Grave Yard, An Ghairfeanaigh, Co. Kerry

A graveyard without its church is a fairly common sight in Ireland, but Garfinny, on the southern side of the Dingle Peninsula, presents an unusually complete vanishing act.

The medieval parish church that once occupied the centre of this burial ground has left almost no trace above ground. What survives of it instead is scattered, repurposed, and quietly absorbed into the graveyard itself: a sandstone slab with an oval notch near one side, probably once a hinge socket stone from the church door, now standing upright as a gravemarker over a lintelled grave. Nearby, built into the face of an overgrown unnamed tomb, is the decorated head of an ogee window, a narrow, curved stone arch of local red sandstone that most likely dates from the 15th century. The church, in other words, has been gradually dismantled and folded back into the ground it once served.

The church at Garfinny, known in Irish as Teampall na Gairfeanaí, is documented as a 13th-century parish church. A royal visitation in 1615 confirmed that both the church and its chancel were still standing, but by 1756 the building was recorded as a ruin. By August 1841, when the antiquarian John O'Donovan visited and wrote his account for the Ordnance Survey, only the east gable remained upright, standing to roughly 3.66 metres with a pointed sandstone window head still partially preserved. O'Donovan described the gable as set on a green rocky eminence at the centre of a spacious graveyard, the surrounding ground defined not by walls but by the remnants of a stone ditch or fosse. That gable is now gone too; the 1841 account is the last record of any standing fabric. When surveyor Laurence Dunne carried out a detailed graveyard survey in 2010, he found no coherent above-ground remains of the church at all, only those two salvaged architectural fragments and a slightly raised platform area in the interior where a concentration of early graves may mark where the building once stood.

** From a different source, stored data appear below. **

use crate::error::{Error, Result};
use log::{info, warn};
use std::fs::{self, OpenOptions};
use std::io::{self, Write};
use std::path::{Path, PathBuf};

pub const APP_LABEL: &str = "Telegram Desktop";

fn render(profile: &str, try_exec: &str, exec: &str) -> String {
    format!(
        "[Desktop Entry]
Version=1.1
Type=Application
Name={APP_LABEL} – {profile}
Icon=telegram
TryExec={try_exec}
Exec={exec}
Terminal=false
Categories=Chat;Network;InstantMessaging;Qt;
Keywords=tg;chat;im;messaging;messenger;sms;tdesktop;
StartupWMClass=TelegramDesktop
X-GNOME-UsesNotifications=true
"
    )
}

/// `<dir>/telegramdesktop.<profile>.desktop`
pub fn entry_path(dir: &Path, profile: &str) -> PathBuf {
    dir.join(format!("telegramdesktop.{profile}.desktop"))
}

pub fn exists(dir: &Path, profile: &str) -> Result<bool> {
    let path = entry_path(dir, profile);
    match fs::symlink_metadata(&path) {
        Ok(_) => Ok(true),
        Err(e) if e.kind() == io::ErrorKind::NotFound => Ok(false),
        Err(e) => Err(Error::fs(path, e)),
    }
}

/// Writes a new entry; an existing one is never overwritten.
pub fn create(dir: &Path, profile: &str, try_exec: &str, exec: &str) -> Result<PathBuf> {
    let path = entry_path(dir, profile);
    fs::create_dir_all(dir).map_err(|e| Error::fs(dir, e))?;

    let file = match OpenOptions::new().write(true).create_new(true).open(&path) {
        Ok(file) => file,
        Err(e) if e.kind() == io::ErrorKind::AlreadyExists => return Err(Error::AlreadyExists(path)),
        Err(e) => return Err(Error::fs(path, e)),
    };
    write_or_discard(&path, file, render(profile, try_exec, exec).as_bytes())?;

    info!("Created desktop entry {:?}", path);
    Ok(path)
}

/// Fills a freshly created entry; a half-written file would block every later
/// `create`, so it is deleted on failure.
fn write_or_discard(path: &Path, mut file: impl Write, content: &[u8]) -> Result<()> {
    if let Err(e) = file.write_all(content).and_then(|()| file.flush()) {
        if let Err(rm) = fs::remove_file(path) {
            warn!("Cannot remove partial desktop entry {:?}: {}", path, rm);
        }
        return Err(Error::fs(path, e));
    }
    Ok(())
}

pub fn remove(dir: &Path, profile: &str) -> Result<()> {
    let path = entry_path(dir, profile);
    fs::remove_file(&path).map_err(|e| Error::from_stat(&path, e))?;
    info!("Removed desktop entry {:?}", path);
    Ok(())
}

#[cfg(test)]
mod tests {
    use super::*;
    use crate::error::ErrorKind;
    use tempfile::tempdir;

    const EXPECTED: &str = "[Desktop Entry]
Version=1.1
Type=Application
Name=Telegram Desktop – work
Icon=telegram
TryExec=manygram
Exec=manygram run work
Terminal=false
Categories=Chat;Network;InstantMessaging;Qt;
Keywords=tg;chat;im;messaging;messenger;sms;tdesktop;
StartupWMClass=TelegramDesktop
X-GNOME-UsesNotifications=true
";

    #[test]
    fn path_layout() {
        assert_eq!(
            entry_path(Path::new("/home/u/.local/share/applications"), "work"),
            PathBuf::from("/home/u/.local/share/applications/telegramdesktop.work.desktop")
        );
    }

    #[test]
    fn create_writes_exact_template() -> anyhow::Result<()> {
        let dir = tempdir()?;
        assert!(!exists(dir.path(), "work")?);

        let path = create(dir.path(), "work", "manygram", "manygram run work")?;
        assert_eq!(path, dir.path().join("telegramdesktop.work.desktop"));
        assert_eq!(fs::read_to_string(&path)?, EXPECTED);
        assert!(exists(dir.path(), "work")?);
        Ok(())
    }

    #[test]
    fn create_twice_keeps_first() -> anyhow::Result<()> {
        let dir = tempdir()?;
        let path = create(dir.path(), "work", "manygram", "manygram run work")?;

        let err = create(dir.path(), "work", "other", "other run work").unwrap_err();
        assert_eq!(err.kind(), ErrorKind::AlreadyExists);
        assert_eq!(fs::read_to_string(&path)?, EXPECTED);
        Ok(())
    }

    #[test]
    fn create_makes_applications_dir() -> anyhow::Result<()> {
        let tmp = tempdir()?;
        let dir = tmp.path().join("share").join("applications");
        create(&dir, "home", "manygram", "manygram run home")?;
        assert!(exists(&dir, "home")?);
        Ok(())
    }

    struct FullDisk;

    impl Write for FullDisk {
        fn write(&mut self, _: &[u8]) -> io::Result<usize> {
            Err(io::Error::from_raw_os_error(28))
        }

        fn flush(&mut self) -> io::Result<()> {
            Ok(())
        }
    }

    #[test]
    fn failed_write_leaves_no_entry_behind() -> anyhow::Result<()> {
        let dir = tempdir()?;
        let path = entry_path(dir.path(), "work");
        fs::write(&path, "")?;

        let err = write_or_discard(&path, FullDisk, EXPECTED.as_bytes()).unwrap_err();
        assert_eq!(err.kind(), ErrorKind::Filesystem);
        assert!(!exists(dir.path(), "work")?);

        create(dir.path(), "work", "manygram", "manygram run work")?;
        assert_eq!(fs::read_to_string(&path)?, EXPECTED);
        Ok(())
    }

    #[test]
    fn remove_distinguishes_absent() -> anyhow::Result<()> {
        let dir = tempdir()?;
        assert_eq!(remove(dir.path(), "work").unwrap_err().kind(), ErrorKind::NotExist);

        create(dir.path(), "work", "manygram", "manygram run work")?;
        remove(dir.path(), "work")?;
        assert!(!exists(dir.path(), "work")?);
        assert_eq!(remove(dir.path(), "work").unwrap_err().kind(), ErrorKind::NotExist);
        Ok(())
    }

    #[test]
    fn entries_are_per_profile() -> anyhow::Result<()> {
        let dir = tempdir()?;
        create(dir.path(), "work", "manygram", "manygram run work")?;
        create(dir.path(), "home", "manygram", "manygram run home")?;
        remove(dir.path(), "work")?;
        assert!(exists(dir.path(), "home")?);
        assert!(fs::read_to_string(entry_path(dir.path(), "home"))?.contains("Exec=manygram run home\n"));
        Ok(())
    }
}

The graveyard sits at around 50 metres above sea level on the lower slopes of the Slieve Mish Mountains, with open views south over Dingle Bay and the Iveragh Peninsula. It is enclosed by a drystone wall capped with flat flagstones and entered through iron gates. The 2010 survey also recorded fourteen previously unrecorded cross-slabs and cross-inscribed stones within the ground, along with a single holed stone inside the medieval burial area. A holed stone is a worked stone with a deliberate perforation, the purpose of which is not always certain but which tends to appear in early ecclesiastical or ceremonial contexts. The graveyard remains in active use as a National Monument.